Leicester
psychologists have, for the first time, created body-maps of the sensations
which arise during hallucinations in people experiencing psychosis. Although
there was great variation in the localisation of feelings across participants,
for each individual feelings were recurrently concentrated in particular body
areas. Areas of concentration often held repeated sources of feelings like
pain, heat, or tension. Psychosis is a term which describes experiences where
an individual may have difficulties in determining what is real and what is not
real. Research indicates psychosis is associated with experiencing trauma,
adverse life events, and stress. People may be given a diagnosis such as
schizophrenia. Experiences of perceiving or believing things which those around
us do not can also occur in physical health conditions such as brain tumours or
acute infections.
Psychosis can
have serious adverse outcomes on individuals including distress, lack of sleep,
social withdrawal, lack of motivation, difficulties in carrying out daily
activities, experiences of discrimination and lost opportunities. Participants were
asked by the research team to prospectively document the feeling and senses of
hallucinations for one week prior to an interview.
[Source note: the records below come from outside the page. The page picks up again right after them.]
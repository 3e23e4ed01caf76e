//! Unit-delete lowering.
//!
//! Backspace and forward-delete arrive as `Delete` with a unit target. This
//! behavior resolves the unit against the snapshot into a concrete range
//! (or a whole-block removal at a block edge next to an object block) and
//! re-raises, so hosts with their own executors only ever see range
//! deletes. Range targets pass through untouched.

use crate::apply::{UnitTarget, unit_range};
use crate::behavior::{Action, Behavior, EventPattern};
use crate::content::Key;
use crate::event::{DeleteTarget, Event, EventKind, Mutation};
use crate::selection::{Selection, selection_to_keyed};

pub fn behaviors() -> Vec<Behavior> {
    vec![delete_unit()]
}

enum Lowered {
    Range(Selection),
    Block(Key),
}

fn delete_unit() -> Behavior {
    Behavior::new(
        "delete.unit",
        EventPattern::Exact(EventKind::Delete),
        0,
        |snap, event| {
            let Event::Primitive(Mutation::Delete {
                target: DeleteTarget::Unit { direction, unit },
            }) = event
            else {
                return None;
            };
            let sel = snap.indexed_selection()?;
            // A unit delete over an expanded selection removes the selection.
            if !sel.is_collapsed() {
                return snap.keyed_selection().map(Lowered::Range);
            }
            match unit_range(snap.blocks(), &sel.focus, *direction, *unit)? {
                UnitTarget::Range(range) => {
                    selection_to_keyed(snap.blocks(), &range).map(Lowered::Range)
                }
                UnitTarget::Block(key) => Some(Lowered::Block(key)),
            }
        },
        |_, _, lowered| match lowered {
            Lowered::Range(selection) => vec![Action::Raise(Event::from(Mutation::Delete {
                target: DeleteTarget::Selection(selection),
            }))],
            Lowered::Block(key) => vec![Action::Raise(Event::from(Mutation::DeleteBlock { key }))],
        },
    )
}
Novel visual diary methods
involving drawing, writing and body-mapping generated 42 MUSE maps, which set
out the specific areas across the body and beyond where participants
experienced sensations during hallucinations. The study found that
hallucinations were characterised by numerous feelings arising at once, often
including multisensory, emotional, and embodied features. Researchers suggest
further uptake of visual, ecological and prospective methods may enhance understandings
of lived experiences of hallucinations.